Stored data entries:
....................
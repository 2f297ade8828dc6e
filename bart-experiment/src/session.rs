use crate::block::BlockEngine;
use crate::config::Protocol;
use crate::error::{DeviceError, Interruption};
use crate::io::{AbortHandle, Response, ResponseSource, TriggerSink, emit};
use bart_core::{Key, PhaseDescriptor, SessionRecord, SessionStatus};
use log::{error, info, warn};
use std::time::Duration;

/// Drives a whole session: instructions, blocks with breaks, goodbye.
pub struct SessionEngine<R: ResponseSource, S: TriggerSink> {
    source: R,
    triggers: S,
    abort: AbortHandle,
}

impl<R: ResponseSource, S: TriggerSink> SessionEngine<R, S> {
    pub fn new(source: R, triggers: S) -> Self {
        Self {
            source,
            triggers,
            abort: AbortHandle::new(),
        }
    }

    pub fn with_abort(mut self, abort: AbortHandle) -> Self {
        self.abort = abort;
        self
    }

    /// Handle an operator can use to stop the session from elsewhere.
    pub fn abort_handle(&self) -> AbortHandle {
        self.abort.clone()
    }

    pub fn source(&self) -> &R {
        &self.source
    }

    pub fn triggers(&self) -> &S {
        &self.triggers
    }

    pub fn into_parts(self) -> (R, S) {
        (self.source, self.triggers)
    }

    /// Runs `protocol.settings().total_blocks` blocks.
    pub fn run(&mut self, protocol: &Protocol) -> SessionRecord {
        self.run_session(protocol.settings().total_blocks, protocol)
    }

    /// Runs `num_blocks` blocks in order and returns the sealed record.
    ///
    /// Never fails: a device failure or an abort seals the record early with
    /// the matching status, keeping every trial that completed. Once the last
    /// block is in, the session counts as completed whatever happens on the
    /// closing screens.
    pub fn run_session(&mut self, num_blocks: usize, protocol: &Protocol) -> SessionRecord {
        let settings = protocol.settings();
        let mut record = SessionRecord::new(settings.subject_id.clone(), settings.seed);
        info!(
            "session start: subject {}, seed {}, {num_blocks} blocks",
            settings.subject_id.as_deref().unwrap_or("-"),
            settings.seed
        );

        let status = match self.run_blocks(num_blocks, protocol, &mut record) {
            Ok(()) => {
                self.close(num_blocks, protocol, &record);
                SessionStatus::Completed
            }
            Err(cause) => {
                error!("session ended early: {cause}");
                cause.status()
            }
        };
        record.seal(status);
        info!(
            "session end ({:?}): {} blocks, cumulative score {}",
            record.status,
            record.blocks.len(),
            record.cumulative_score
        );
        record
    }

    fn run_blocks(
        &mut self,
        num_blocks: usize,
        protocol: &Protocol,
        record: &mut SessionRecord,
    ) -> Result<(), Interruption> {
        let settings = protocol.settings();
        emit(&mut self.triggers, settings.triggers.exp_onset, "experiment onset");
        self.wait_for_continue(
            &PhaseDescriptor::Instructions,
            &settings.keys.continue_keys,
            settings.keys.abort.as_ref(),
        )?;

        let mut next_trial_id = 0u32;
        for block_index in 0..num_blocks {
            self.check_abort()?;
            self.countdown(settings.timing.countdown_s);

            let block = BlockEngine::new(&mut self.source, &mut self.triggers, &self.abort)
                .run_block(block_index, protocol, next_trial_id);
            let block = match block {
                Ok(block) => block,
                Err(interrupted) => {
                    record.push_block(interrupted.partial);
                    return Err(interrupted.cause);
                }
            };

            next_trial_id += block.trials.len() as u32;
            let block_score = block.block_score;
            let cumulative_score = record.push_block(block);
            info!("after block {block_index}: cumulative score {cumulative_score}");

            if block_index + 1 < num_blocks {
                self.block_break(block_index, num_blocks, block_score, cumulative_score, protocol)?;
            }
        }
        Ok(())
    }

    /// Final break and goodbye screens plus the end marker. Failures here are
    /// logged and do not change the outcome of the session.
    fn close(&mut self, num_blocks: usize, protocol: &Protocol, record: &SessionRecord) {
        let settings = protocol.settings();
        let closing = match record.blocks.last() {
            Some(last) => self.block_break(
                num_blocks - 1,
                num_blocks,
                last.block_score,
                record.cumulative_score,
                protocol,
            ),
            None => Ok(()),
        }
        .and_then(|()| {
            self.wait_for_continue(
                &PhaseDescriptor::Goodbye {
                    total_score: record.cumulative_score,
                },
                &settings.keys.continue_keys,
                settings.keys.abort.as_ref(),
            )
        });
        if let Err(cause) = closing {
            warn!("closing screens cut short: {cause}");
        }
        emit(&mut self.triggers, settings.triggers.exp_end, "experiment end");
    }

    fn block_break(
        &mut self,
        block_index: usize,
        num_blocks: usize,
        block_score: f64,
        cumulative_score: f64,
        protocol: &Protocol,
    ) -> Result<(), Interruption> {
        let keys = &protocol.settings().keys;
        self.wait_for_continue(
            &PhaseDescriptor::BlockBreak {
                block_num: block_index + 1,
                total_blocks: num_blocks,
                block_score,
                cumulative_score,
            },
            &keys.continue_keys,
            keys.abort.as_ref(),
        )
    }

    fn countdown(&mut self, seconds: u32) {
        for remaining in (1..=seconds).rev() {
            self.source.present(&PhaseDescriptor::Countdown { seconds: remaining });
            self.source.hold(Duration::from_secs(1));
        }
    }

    /// Shows a screen until a continue key arrives. Other keys are ignored.
    fn wait_for_continue(
        &mut self,
        screen: &PhaseDescriptor,
        continue_keys: &[Key],
        abort_key: Option<&Key>,
    ) -> Result<(), Interruption> {
        self.check_abort()?;
        self.source.present(screen);

        let mut valid = continue_keys.to_vec();
        valid.extend(abort_key.cloned());
        loop {
            match self.source.await_response(&valid, None)? {
                Response::Pressed { key, .. } if Some(&key) == abort_key => {
                    self.abort.request();
                    return Err(Interruption::Aborted);
                }
                Response::Pressed { key, .. } if continue_keys.contains(&key) => return Ok(()),
                Response::Pressed { key, .. } => warn!("ignoring key `{key}` on {screen:?}"),
                Response::TimedOut => {
                    return Err(DeviceError::new("unbounded wait returned a timeout").into());
                }
            }
        }
    }

    fn check_abort(&self) -> Result<(), Interruption> {
        if self.abort.is_requested() {
            Err(Interruption::Aborted)
        } else {
            Ok(())
        }
    }
}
....................
Print the lines above, unchanged, from the start of the records to the line with "use std::time::Duration;", including that final line.

== Solution to this task ==
repository 2f297ade8828dc6e
filename bart-experiment/src/session.rs
use crate::block::BlockEngine;
use crate::config::Protocol;
use crate::error::{DeviceError, Interruption};
use crate::io::{AbortHandle, Response, ResponseSource, TriggerSink, emit};
use bart_core::{Key, PhaseDescriptor, SessionRecord, SessionStatus};
use log::{error, info, warn};
use std::time::Duration;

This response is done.